> _Work to be completed_:
Below are records; quote them exactly from the first line through the line that contains "a JSON file".

Stored items:

"""

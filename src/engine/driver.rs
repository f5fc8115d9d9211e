//! Async frame driver for hosts without a game loop of their own.

use std::sync::Arc;
use std::time::Duration;

use tokio::sync::broadcast;
use tokio::time::{interval, MissedTickBehavior};
use tracing::info;

use crate::engine::clock::FrameClock;

/// Advance `clock` at `tick_rate` Hz until `frames` have run or `shutdown`
/// fires. Returns the number of frames advanced.
///
/// Late frames are skipped rather than replayed in a burst. Dropping every
/// shutdown sender also ends the loop.
pub async fn drive(
    clock: Arc<FrameClock>,
    tick_rate: u32,
    frames: Option<u64>,
    mut shutdown: broadcast::Receiver<()>,
) -> u64 {
    let tick_duration = Duration::from_micros(1_000_000 / tick_rate.max(1) as u64);
    let mut tick_interval = interval(tick_duration);
    tick_interval.set_missed_tick_behavior(MissedTickBehavior::Skip);

    let mut advanced = 0;
    loop {
        if frames.is_some_and(|limit| advanced >= limit) {
            break;
        }
        tokio::select! {
            _ = tick_interval.tick() => {
                clock.advance();
                advanced += 1;
            }
            _ = shutdown.recv() => {
                info!("Shutdown signal received after {} frames", advanced);
                break;
            }
        }
    }
    advanced
}
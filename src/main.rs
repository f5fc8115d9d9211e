//! Arc Effect Demo
//!
//! Runs a handful of preset effects against the in-memory world and reports
//! what would have been sent to viewers.
//!
//! Configuration comes from `ARC_EFFECT_*` variables, or from a JSON file
//! given as the first argument. `RUST_LOG` controls log output.

use std::sync::Arc;

use anyhow::Context;
use tokio::sync::broadcast;
use tracing::{info, warn};
use tracing_subscriber::EnvFilter;

use arc_effect::{
    drive,
    effect::{presets, ParticleContext},
    network::{RecordingBroadcaster, Sent},
    world::{BodyKind, InMemoryRigs, InMemoryWorld, RigBinder},
    EffectRuntime, EngineConfig, Location, Vec3, ViewerId, TICK_RATE, VERSION,
};

/// Seconds of simulated time the demo runs for.
const DEMO_SECONDS: u64 = 6;

#[tokio::main]
async fn main() -> anyhow::Result<()> {
    // Initialize logging
    tracing_subscriber::fmt()
        .with_env_filter(EnvFilter::try_from_default_env().unwrap_or_else(|_| EnvFilter::new("info")))
        .init();

    let config = match std::env::args().nth(1) {
        Some(path) => EngineConfig::from_json_file(&path).with_context(|| format!("loading {}", path))?,
        None => EngineConfig::from_env().context("reading ARC_EFFECT_* variables")?,
    };

    info!("Arc Effect Engine v{}", VERSION);
    info!("Tick Rate: {} Hz (host default {} Hz)", config.tick_rate, TICK_RATE);

    let world = Arc::new(InMemoryWorld::new());
    let net = Arc::new(RecordingBroadcaster::new());
    let rigs = Arc::new(InMemoryRigs::new());
    rigs.register(presets::LINE_STRIKE_MODEL, &["strike"]);

    // Two viewers near spawn, one far away
    world.set_viewer(ViewerId(1), Vec3::new(4.0, 64.0, 4.0));
    world.set_viewer(ViewerId(2), Vec3::new(-6.0, 65.0, 2.0));
    world.set_viewer(ViewerId(3), Vec3::new(400.0, 64.0, 400.0));

    let caster = world.add_body(BodyKind::Player, Vec3::new(0.0, 64.0, 0.0), 0.4);
    let targets: Vec<_> = (0..3)
        .map(|i| world.add_body(BodyKind::Living, Vec3::new(2.6, 64.0, i as f64 * 2.0), 0.5))
        .collect();

    let ticks = DEMO_SECONDS * config.tick_rate as u64;
    let runtime = EffectRuntime::start(config, world.clone(), net.clone(), Some(rigs as Arc<dyn RigBinder>))?;

    demo_effects(&runtime, caster)?;

    let (shutdown_tx, shutdown_rx) = broadcast::channel(1);
    let driver = tokio::spawn(drive(runtime.clock(), runtime.config().tick_rate, Some(ticks), shutdown_rx));

    tokio::select! {
        result = driver => {
            let frames = result.context("frame driver panicked")?;
            info!("Ran {} frames", frames);
        }
        _ = tokio::signal::ctrl_c() => {
            warn!("Interrupted");
            let _ = shutdown_tx.send(());
        }
    }

    report(&world, &net, &targets);
    runtime.stop();
    Ok(())
}

fn demo_effects(runtime: &EffectRuntime, caster: arc_effect::BodyId) -> anyhow::Result<()> {
    let center = Location::at(Vec3::new(0.0, 64.0, 0.0));

    runtime.play_particle(presets::ring_pulse(ParticleContext::default(), move || Some(center), 3.0, 2.0)?)?;
    runtime.play_particle(presets::spiral_ascend(ParticleContext::default(), move || Some(center), 4.0, 3, 60)?)?;

    // Fan of strikes facing +X
    for lane in 0..3 {
        let start = Location::facing(Vec3::new(0.0, 64.0, lane as f64 * 2.0), -90.0, 0.0);
        runtime.play_entity(presets::line_strike(caster, start)?)?;
    }

    info!(
        "Playing {} particle and {} entity effects in {} shard(s)",
        runtime.active_particle_effects(),
        runtime.active_entity_effects(),
        runtime.running_shards()
    );
    Ok(())
}

fn report(world: &InMemoryWorld, net: &RecordingBroadcaster, targets: &[arc_effect::BodyId]) {
    info!("=== Demo Results ===");
    let sent = net.sent();
    let mut bytes = 0;
    for message in &sent {
        let encoded = match message {
            Sent::Motion(_, update) => update.to_bytes(),
            Sent::Particles(_, render) => render.to_bytes(),
        };
        match encoded {
            Ok(data) => bytes += data.len(),
            Err(e) => warn!("Failed to encode message: {}", e),
        }
    }
    info!("Motion updates: {}", net.motion_count());
    info!("Particle renders: {}", net.particle_count());
    info!("Encoded payload: {} bytes", bytes);

    for target in targets {
        match world.body(*target) {
            Some(body) if body.health > 0.0 => info!("{} survived with {} health", target, body.health),
            _ => info!("{} was struck down", target),
        }
    }
}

"""

> _Answer section_:
filename src/engine/driver.rs
repository f5fc8115d9d9211e
//! Async frame driver for hosts without a game loop of their own.

use std::sync::Arc;
use std::time::Duration;

use tokio::sync::broadcast;
use tokio::time::{interval, MissedTickBehavior};
use tracing::info;

use crate::engine::clock::FrameClock;

/// Advance `clock` at `tick_rate` Hz until `frames` have run or `shutdown`
/// fires. Returns the number of frames advanced.
///
/// Late frames are skipped rather than replayed in a burst. Dropping every
/// shutdown sender also ends the loop.
pub async fn drive(
    clock: Arc<FrameClock>,
    tick_rate: u32,
    frames: Option<u64>,
    mut shutdown: broadcast::Receiver<()>,
) -> u64 {
    let tick_duration = Duration::from_micros(1_000_000 / tick_rate.max(1) as u64);
    let mut tick_interval = interval(tick_duration);
    tick_interval.set_missed_tick_behavior(MissedTickBehavior::Skip);

    let mut advanced = 0;
    loop {
        if frames.is_some_and(|limit| advanced >= limit) {
            break;
        }
        tokio::select! {
            _ = tick_interval.tick() => {
                clock.advance();
                advanced += 1;
            }
            _ = shutdown.recv() => {
                info!("Shutdown signal received after {} frames", advanced);
                break;
            }
        }
    }
    advanced
}
filename src/main.rs
repository f5fc8115d9d9211e
//! Arc Effect Demo
//!
//! Runs a handful of preset effects against the in-memory world and reports
//! what would have been sent to viewers.
//!
//! Configuration comes from `ARC_EFFECT_*` variables, or from a JSON file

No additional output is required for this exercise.